::: Records supplied

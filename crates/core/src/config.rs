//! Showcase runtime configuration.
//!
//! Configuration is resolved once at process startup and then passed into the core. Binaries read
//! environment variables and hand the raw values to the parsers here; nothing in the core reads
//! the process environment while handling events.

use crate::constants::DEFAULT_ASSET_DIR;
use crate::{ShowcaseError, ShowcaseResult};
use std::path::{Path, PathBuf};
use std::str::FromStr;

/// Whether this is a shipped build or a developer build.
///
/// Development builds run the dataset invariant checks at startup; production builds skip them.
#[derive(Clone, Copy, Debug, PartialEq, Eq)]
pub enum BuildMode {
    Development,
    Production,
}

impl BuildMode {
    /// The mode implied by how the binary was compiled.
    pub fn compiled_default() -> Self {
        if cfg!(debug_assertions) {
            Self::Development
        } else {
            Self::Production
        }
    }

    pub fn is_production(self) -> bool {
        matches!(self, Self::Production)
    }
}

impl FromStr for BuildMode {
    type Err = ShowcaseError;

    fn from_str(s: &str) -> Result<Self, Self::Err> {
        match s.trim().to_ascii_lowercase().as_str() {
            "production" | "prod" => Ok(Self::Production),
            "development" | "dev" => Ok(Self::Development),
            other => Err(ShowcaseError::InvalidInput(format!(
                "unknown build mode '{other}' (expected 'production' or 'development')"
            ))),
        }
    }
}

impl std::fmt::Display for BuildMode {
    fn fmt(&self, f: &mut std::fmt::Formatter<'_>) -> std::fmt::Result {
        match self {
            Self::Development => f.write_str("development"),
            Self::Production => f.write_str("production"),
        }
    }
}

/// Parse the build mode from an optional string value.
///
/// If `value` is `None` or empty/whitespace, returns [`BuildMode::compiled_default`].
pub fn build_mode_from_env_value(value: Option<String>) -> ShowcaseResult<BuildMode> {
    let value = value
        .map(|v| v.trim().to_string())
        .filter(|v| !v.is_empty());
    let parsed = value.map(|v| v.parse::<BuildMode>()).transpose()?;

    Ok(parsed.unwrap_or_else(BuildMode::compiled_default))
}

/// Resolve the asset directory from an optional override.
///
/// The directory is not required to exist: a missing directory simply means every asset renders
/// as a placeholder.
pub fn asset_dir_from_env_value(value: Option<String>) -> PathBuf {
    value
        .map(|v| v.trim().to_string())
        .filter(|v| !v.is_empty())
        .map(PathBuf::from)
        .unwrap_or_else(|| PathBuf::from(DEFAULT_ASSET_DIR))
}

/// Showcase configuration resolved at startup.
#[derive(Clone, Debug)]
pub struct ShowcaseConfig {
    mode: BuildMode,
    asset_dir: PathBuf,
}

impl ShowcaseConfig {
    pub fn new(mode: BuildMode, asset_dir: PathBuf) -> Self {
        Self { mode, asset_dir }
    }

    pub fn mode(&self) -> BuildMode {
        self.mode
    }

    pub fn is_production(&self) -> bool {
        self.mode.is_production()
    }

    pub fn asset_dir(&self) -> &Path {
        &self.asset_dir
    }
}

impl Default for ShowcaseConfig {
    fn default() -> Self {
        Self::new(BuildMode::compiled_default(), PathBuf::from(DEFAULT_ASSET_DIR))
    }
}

::::::

§ **Your assignment**: Could you print all of the data above once more, unaltered?

§ **Answer to the problem**:
filename crates/core/src/config.rs
//! Showcase runtime configuration.
//!
//! Configuration is resolved once at process startup and then passed into the core. Binaries read
//! environment variables and hand the raw values to the parsers here; nothing in the core reads
//! the process environment while handling events.

use crate::constants::DEFAULT_ASSET_DIR;
use crate::{ShowcaseError, ShowcaseResult};
use std::path::{Path, PathBuf};
use std::str::FromStr;

/// Whether this is a shipped build or a developer build.
///
/// Development builds run the dataset invariant checks at startup; production builds skip them.
#[derive(Clone, Copy, Debug, PartialEq, Eq)]
pub enum BuildMode {
    Development,
    Production,
}

impl BuildMode {
    /// The mode implied by how the binary was compiled.
    pub fn compiled_default() -> Self {
        if cfg!(debug_assertions) {
            Self::Development
        } else {
            Self::Production
        }
    }

    pub fn is_production(self) -> bool {
        matches!(self, Self::Production)
    }
}

impl FromStr for BuildMode {
    type Err = ShowcaseError;

    fn from_str(s: &str) -> Result<Self, Self::Err> {
        match s.trim().to_ascii_lowercase().as_str() {
            "production" | "prod" => Ok(Self::Production),
            "development" | "dev" => Ok(Self::Development),
            other => Err(ShowcaseError::InvalidInput(format!(
                "unknown build mode '{other}' (expected 'production' or 'development')"
            ))),
        }
    }
}

impl std::fmt::Display for BuildMode {
    fn fmt(&self, f: &mut std::fmt::Formatter<'_>) -> std::fmt::Result {
        match self {
            Self::Development => f.write_str("development"),
            Self::Production => f.write_str("production"),
        }
    }
}

/// Parse the build mode from an optional string value.
///
/// If `value` is `None` or empty/whitespace, returns [`BuildMode::compiled_default`].
pub fn build_mode_from_env_value(value: Option<String>) -> ShowcaseResult<BuildMode> {
    let value = value
        .map(|v| v.trim().to_string())
        .filter(|v| !v.is_empty());
    let parsed = value.map(|v| v.parse::<BuildMode>()).transpose()?;

    Ok(parsed.unwrap_or_else(BuildMode::compiled_default))
}

/// Resolve the asset directory from an optional override.
///
/// The directory is not required to exist: a missing directory simply means every asset renders
/// as a placeholder.
pub fn asset_dir_from_env_value(value: Option<String>) -> PathBuf {
    value
        .map(|v| v.trim().to_string())
        .filter(|v| !v.is_empty())
        .map(PathBuf::from)
        .unwrap_or_else(|| PathBuf::from(DEFAULT_ASSET_DIR))
}

/// Showcase configuration resolved at startup.
#[derive(Clone, Debug)]
pub struct ShowcaseConfig {
    mode: BuildMode,
    asset_dir: PathBuf,
}

impl ShowcaseConfig {
    pub fn new(mode: BuildMode, asset_dir: PathBuf) -> Self {
        Self { mode, asset_dir }
    }

    pub fn mode(&self) -> BuildMode {
        self.mode
    }

    pub fn is_production(&self) -> bool {
        self.mode.is_production()
    }

    pub fn asset_dir(&self) -> &Path {
        &self.asset_dir
    }
}

impl Default for ShowcaseConfig {
    fn default() -> Self {
        Self::new(BuildMode::compiled_default(), PathBuf::from(DEFAULT_ASSET_DIR))
    }
}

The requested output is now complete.